Every line from the start of the records below to the line containing "Creates a newtype" should be retyped exactly, that line included, and no others.
╔══
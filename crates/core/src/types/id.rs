//! Newtype IDs for type-safe entity references.
//!
//! Use the `define_id!` macro to create type-safe ID wrappers that prevent
//! accidentally mixing IDs from different entity types.

/// Macro to define a type-safe ID wrapper.
///
/// Creates a newtype wrapper around `i32` with:
/// - `Serialize`/`Deserialize` with `#[serde(transparent)]`
/// - `Debug`, `Clone`, `Copy`, `PartialEq`, `Eq`, `Hash`
/// - Conversion methods: `new()`, `as_i32()`
/// - `From<i32>` and `Into<i32>` implementations
/// - `sqlx` `Type`, `Encode`, and `Decode` implementations (with `postgres` feature)
///
/// # Example
///
/// ```rust
/// # use local_market_core::define_id;
/// define_id!(ShelfId);
/// define_id!(AisleId);
///
/// let shelf = ShelfId::new(1);
/// let aisle = AisleId::new(1);
///
/// // These are different types, so this won't compile:
/// // let _: ShelfId = aisle;
/// ```
#[macro_export]
macro_rules! define_id {
    ($name:ident) => {
        #[derive(
            Debug,
            Clone,
            Copy,
            PartialEq,
            Eq,
            Hash,
            ::serde::Serialize,
            ::serde::Deserialize
        )]
        #[serde(transparent)]
        pub struct $name(i32);

        impl $name {
            /// Create a new ID from an i32 value.
            #[must_use]
            pub const fn new(id: i32) -> Self {
                Self(id)
            }

            /// Get the underlying i32 value.
            #[must_use]
            pub const fn as_i32(&self) -> i32 {
                self.0
            }
        }

        impl ::core::fmt::Display for $name {
            fn fmt(&self, f: &mut ::core::fmt::Formatter<'_>) -> ::core::fmt::Result {
                write!(f, "{}", self.0)
            }
        }

        impl From<i32> for $name {
            fn from(id: i32) -> Self {
                Self(id)
            }
        }

        impl From<$name> for i32 {
            fn from(id: $name) -> Self {
                id.0
            }
        }

        #[cfg(feature = "postgres")]
        impl ::sqlx::Type<::sqlx::Postgres> for $name {
            fn type_info() -> ::sqlx::postgres::PgTypeInfo {
                <i32 as ::sqlx::Type<::sqlx::Postgres>>::type_info()
            }

            fn compatible(ty: &::sqlx::postgres::PgTypeInfo) -> bool {
                <i32 as ::sqlx::Type<::sqlx::Postgres>>::compatible(ty)
            }
        }

        #[cfg(feature = "postgres")]
        impl<'r> ::sqlx::Decode<'r, ::sqlx::Postgres> for $name {
            fn decode(
                value: ::sqlx::postgres::PgValueRef<'r>,
            ) -> ::core::result::Result<Self, ::sqlx::error::BoxDynError> {
                let id = <i32 as ::sqlx::Decode<::sqlx::Postgres>>::decode(value)?;
                Ok(Self(id))
            }
        }

        #[cfg(feature = "postgres")]
        impl ::sqlx::Encode<'_, ::sqlx::Postgres> for $name {
            fn encode_by_ref(
                &self,
                buf: &mut ::sqlx::postgres::PgArgumentBuffer,
            ) -> ::std::result::Result<::sqlx::encode::IsNull, ::sqlx::error::BoxDynError> {
                <i32 as ::sqlx::Encode<::sqlx::Postgres>>::encode_by_ref(&self.0, buf)
            }
        }
    };
}

// Catalog
define_id!(CategoryId);
define_id!(ProductId);

// Carts
define_id!(CartId);
define_id!(CartItemId);

// Store configuration
define_id!(DeliveryZoneId);
define_id!(HolidayId);

// Orders
define_id!(OrderId);
define_id!(OrderItemId);
define_id!(OrderStatusLogId);
define_id!(RefundId);
define_id!(CancellationRequestId);

// Actors and audit
define_id!(UserId);
define_id!(AuditLogId);

#[cfg(test)]
#[allow(clippy::unwrap_used)]
mod tests {
    use super::*;

    #[test]
    fn test_id_roundtrip_through_i32() {
        let id = OrderId::new(42);
        assert_eq!(id.as_i32(), 42);
        assert_eq!(i32::from(id), 42);
        assert_eq!(OrderId::from(42), id);
    }

    #[test]
    fn test_id_serializes_transparently() {
        let json = serde_json::to_string(&ProductId::new(7)).unwrap();
        assert_eq!(json, "7");
        let parsed: ProductId = serde_json::from_str("7").unwrap();
        assert_eq!(parsed, ProductId::new(7));
    }

    #[test]
    fn test_id_display() {
        assert_eq!(DeliveryZoneId::new(3).to_string(), "3");
    }
}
╚══
SOLUTION TO THE PROBLEM:
filename crates/core/src/types/id.rs
//! Newtype IDs for type-safe entity references.
//!
//! Use the `define_id!` macro to create type-safe ID wrappers that prevent
//! accidentally mixing IDs from different entity types.

/// Macro to define a type-safe ID wrapper.
///
/// Creates a newtype wrapper around `i32` with:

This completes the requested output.